The primary theme of Idaho Gov. Butch Otter's State of the State message this week was a call to cut the budget and wait for better times to come calling.
One state over, Washington Gov. Chris Gregoire's message was a call to try new things to get the state's economy going.
Otter gave lots of lip service to innovations by businesses, but showcased no new initiatives or partnerships to create more jobs. He called for more deep cuts in education, phasing out funding to public television, eliminating the Idaho Department of Parks and Recreation, closing state parks and delaying spending on a new livestock research center near Twin Falls.
He utilized a silo overflowing with trite phrases about the indomitable spirit of Idahoans and quotes from President Ronald Reagan about why government must get small and get out of the way.
The speech was superficial, a speech for another era—not the one we're living in today.
Otter said his administration had listened to a lot of people around the state. Even so, the lack of vision he exhibited in the speech indicates either that Idahoans aren't very creative or that Otter simply is averse to risking any personal political capital in trying to dig the state out of its economic ditch.

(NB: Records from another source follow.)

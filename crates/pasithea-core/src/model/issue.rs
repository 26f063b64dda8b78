use chrono::{SecondsFormat, Utc};
use serde::{Deserialize, Serialize};
use std::{fmt, str::FromStr};

/// The four status columns.
#[derive(Debug, Clone, Copy, PartialEq, Eq, Serialize, Deserialize)]
#[serde(rename_all = "kebab-case")]
pub enum Status {
    Backlog,
    Todo,
    InProgress,
    Done,
}

impl Status {
    /// Wire names, in column order.
    pub const NAMES: [&'static str; 4] = ["backlog", "todo", "in-progress", "done"];

    /// All columns, in board order.
    pub const ALL: [Self; 4] = [Self::Backlog, Self::Todo, Self::InProgress, Self::Done];

    const fn as_str(self) -> &'static str {
        match self {
            Self::Backlog => "backlog",
            Self::Todo => "todo",
            Self::InProgress => "in-progress",
            Self::Done => "done",
        }
    }

    /// Column heading for human-facing output.
    #[must_use]
    pub const fn label(self) -> &'static str {
        match self {
            Self::Backlog => "Backlog",
            Self::Todo => "To Do",
            Self::InProgress => "In Progress",
            Self::Done => "Done",
        }
    }
}

impl Default for Status {
    fn default() -> Self {
        Self::Todo
    }
}

/// Issue priority levels.
#[derive(Debug, Clone, Copy, PartialEq, Eq, Serialize, Deserialize)]
#[serde(rename_all = "lowercase")]
pub enum Priority {
    Low,
    Medium,
    High,
    Critical,
}

impl Priority {
    /// Wire names, lowest first.
    pub const NAMES: [&'static str; 4] = ["low", "medium", "high", "critical"];

    const fn as_str(self) -> &'static str {
        match self {
            Self::Low => "low",
            Self::Medium => "medium",
            Self::High => "high",
            Self::Critical => "critical",
        }
    }
}

impl Default for Priority {
    fn default() -> Self {
        Self::Medium
    }
}

/// Error returned when parsing an enum value from text.
#[derive(Debug, Clone, PartialEq, Eq)]
pub struct ParseEnumError {
    pub expected: &'static str,
    pub got: String,
}

impl fmt::Display for ParseEnumError {
    fn fmt(&self, f: &mut fmt::Formatter<'_>) -> fmt::Result {
        write!(f, "invalid {}: '{}'", self.expected, self.got)
    }
}

impl std::error::Error for ParseEnumError {}

impl fmt::Display for Status {
    fn fmt(&self, f: &mut fmt::Formatter<'_>) -> fmt::Result {
        f.write_str(self.as_str())
    }
}

impl fmt::Display for Priority {
    fn fmt(&self, f: &mut fmt::Formatter<'_>) -> fmt::Result {
        f.write_str(self.as_str())
    }
}

fn normalize(input: &str) -> String {
    input.trim().to_ascii_lowercase()
}

impl FromStr for Status {
    type Err = ParseEnumError;

    fn from_str(s: &str) -> Result<Self, Self::Err> {
        match normalize(s).as_str() {
            "backlog" => Ok(Self::Backlog),
            "todo" => Ok(Self::Todo),
            "in-progress" => Ok(Self::InProgress),
            "done" => Ok(Self::Done),
            _ => Err(ParseEnumError {
                expected: "status",
                got: s.to_string(),
            }),
        }
    }
}

impl FromStr for Priority {
    type Err = ParseEnumError;

    fn from_str(s: &str) -> Result<Self, Self::Err> {
        match normalize(s).as_str() {
            "low" => Ok(Self::Low),
            "medium" => Ok(Self::Medium),
            "high" => Ok(Self::High),
            "critical" => Ok(Self::Critical),
            _ => Err(ParseEnumError {
                expected: "priority",
                got: s.to_string(),
            }),
        }
    }
}

/// Current wall-clock time in the sortable textual form used for
/// `created_at`/`updated_at`.
#[must_use]
pub fn now_rfc3339() -> String {
    Utc::now().to_rfc3339_opts(SecondsFormat::Micros, true)
}

/// A single tracked work item. Identity is `id`; everything else is mutable.
#[derive(Debug, Clone, PartialEq, Eq, Serialize, Deserialize)]
#[serde(rename_all = "camelCase")]
pub struct Issue {
    pub id: String,
    pub title: String,
    #[serde(default)]
    pub description: String,
    #[serde(default)]
    pub status: Status,
    #[serde(default)]
    pub priority: Priority,
    #[serde(default, skip_serializing_if = "Option::is_none")]
    pub assignee: Option<String>,
    #[serde(default)]
    pub labels: Vec<String>,
    pub created_at: String,
    pub updated_at: String,
}

/// Creation-time fields. Unset optional fields take the documented defaults
/// when the draft is realized into an [`Issue`].
#[derive(Debug, Clone, Default, PartialEq, Eq)]
pub struct IssueDraft {
    pub title: String,
    pub description: Option<String>,
    pub status: Option<Status>,
    pub priority: Option<Priority>,
    pub assignee: Option<String>,
    pub labels: Option<Vec<String>>,
}

impl IssueDraft {
    /// Realize the draft into a fully-defaulted issue with
    /// `created_at == updated_at`. An empty assignee string counts as unset.
    #[must_use]
    pub fn into_issue(self, id: String) -> Issue {
        let now = now_rfc3339();
        Issue {
            id,
            title: self.title,
            description: self.description.unwrap_or_default(),
            status: self.status.unwrap_or_default(),
            priority: self.priority.unwrap_or_default(),
            assignee: self.assignee.filter(|a| !a.is_empty()),
            labels: self.labels.unwrap_or_default(),
            created_at: now.clone(),
            updated_at: now,
        }
    }
}

/// The full board: the ordered issue collection plus project metadata.
/// Insertion order is preserved on read but carries no operation semantics.
#[derive(Debug, Clone, PartialEq, Eq, Serialize, Deserialize)]
#[serde(rename_all = "camelCase")]
pub struct BoardState {
    pub issues: Vec<Issue>,
    pub project_name: String,
}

The governor left it largely to private businesses and non-profits to come up with ways to get the state going again and to keep education afloat while his vision calls for state government to keep plodding along in the same old, slow way, but with less to spend.
It was decidedly dispiriting.
Gregoire's speech called for big budget cuts, but she also called for bringing in $2 billion in new capital investment.
She targeted fields that included biotechnology, software and renewable energy for development. She called for a new tax credit for businesses that create new jobs.
Contrast this with Idaho, which simply raised unemployment taxes with no corresponding tax credit for job creation.
Gregoire called for creating 40,000 new jobs. She acknowledged federal bailout money that may be available to states in the coming year, while Otter failed to acknowledge that even his own economists say Idaho may collect more money in the next budget year than last.
Gregoire is doing what good executives do. They outline goals and then align organizations to achieve them.
No one expected Otter to whitewash the seriousness of the economy. Still, something beyond the status quo and ideas to move the state toward future growth were not too much to expect.
To simply call on Idahoans to hope for the best was deeply disappointing.